Common denial reasons
The most common reasons D6066 is denied, downgraded, or recouped:
- Metal-tier alternate-benefit downgrade — by far the most common cause. The carrier applies a "least-expensive professionally acceptable alternative" policy and pays at the D6082 (noble) or D6083 (base) fee schedule regardless of the alloy actually used. The lab certificate / alloy invoice on file is the most effective rebuttal; some PPO contracts permit balance billing the difference, others require a write-off.
- Coded D6066 when the case is abutment-supported (should be D6059) — the chart describes a custom or prefabricated abutment placed and torqued before the crown was seated; that's abutment-supported, not implant-supported. Re-verify before submitting; this is the second-highest-volume error on the implant-PFM family.
- Coded D6066 when the substructure is not high-noble — some labs mill or cast in noble (≥25% noble) or base alloys and the practice still bills D6066 out of habit. The alloy certificate doesn't match; carrier downgrades to D6082 or D6083 and may flag the practice for repeat error.
- No osseointegration confirmation on file — the carrier's clinical reviewer can't see proof that the implant is integrated before the prosthetic phase. Many plans deny on a clinical-necessity basis without it.
- No pre-operative or post-delivery radiograph submitted — most carriers require imaging documentation for any implant prosthesis claim. Periapical at delivery is the minimum.
- No pre-authorization — many carriers require pre-auth for any implant prosthesis at this fee level. Post-delivery submission without a pre-auth on file is denied or paid at a contractual reduced rate.
- Replacement frequency violation — the carrier's history shows an implant crown (any D6058-D6094) on the same site within the lookback window (typically 5-7 years; some plans 60 months exact). The claim is denied unless a documented loss/breakage narrative and pre-op films are supplied.
- Missing tooth clause — the patient lost the tooth before the policy effective date and the plan excludes coverage for teeth lost before enrollment. The implant surgery and the prosthetic phase are both denied as non-covered services.
- Major-restorative waiting period not satisfied — the patient is within a 6-12 month waiting period; the carrier denies as a waiting-period exclusion regardless of clinical necessity.

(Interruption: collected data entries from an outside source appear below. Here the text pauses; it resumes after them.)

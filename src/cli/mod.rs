pub mod args;

use clap::Parser;
pub use args::{Arguments, Module, QualityMetric};

pub fn parse() -> Arguments {
    Arguments::parse()
}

- Same-day conflict — D6066 + D6057 on the same claim — billing an abutment converts the case to abutment-supported (D6059); the carrier sees the contradiction and denies or reprocesses. Don't submit both.
- Lab certificate not attached on audit — when the carrier requests proof of the high-noble alloy and the certificate is not produced, the claim is recouped to the lower alloy tier. Keep the certificate in the chart at delivery, not just in the lab's records.
- Default-normal templating — the chart note is a copy of every other implant crown delivery in the practice and doesn't name the implant system, alloy tier, or torque value. This is a known recoupment pattern in state OIG audits.
- Adult Medicaid plan that excludes implant prosthetics — many state Medicaid programs do not cover adult implant restorations or limit coverage to D6065 only; the claim is denied as a non-covered service.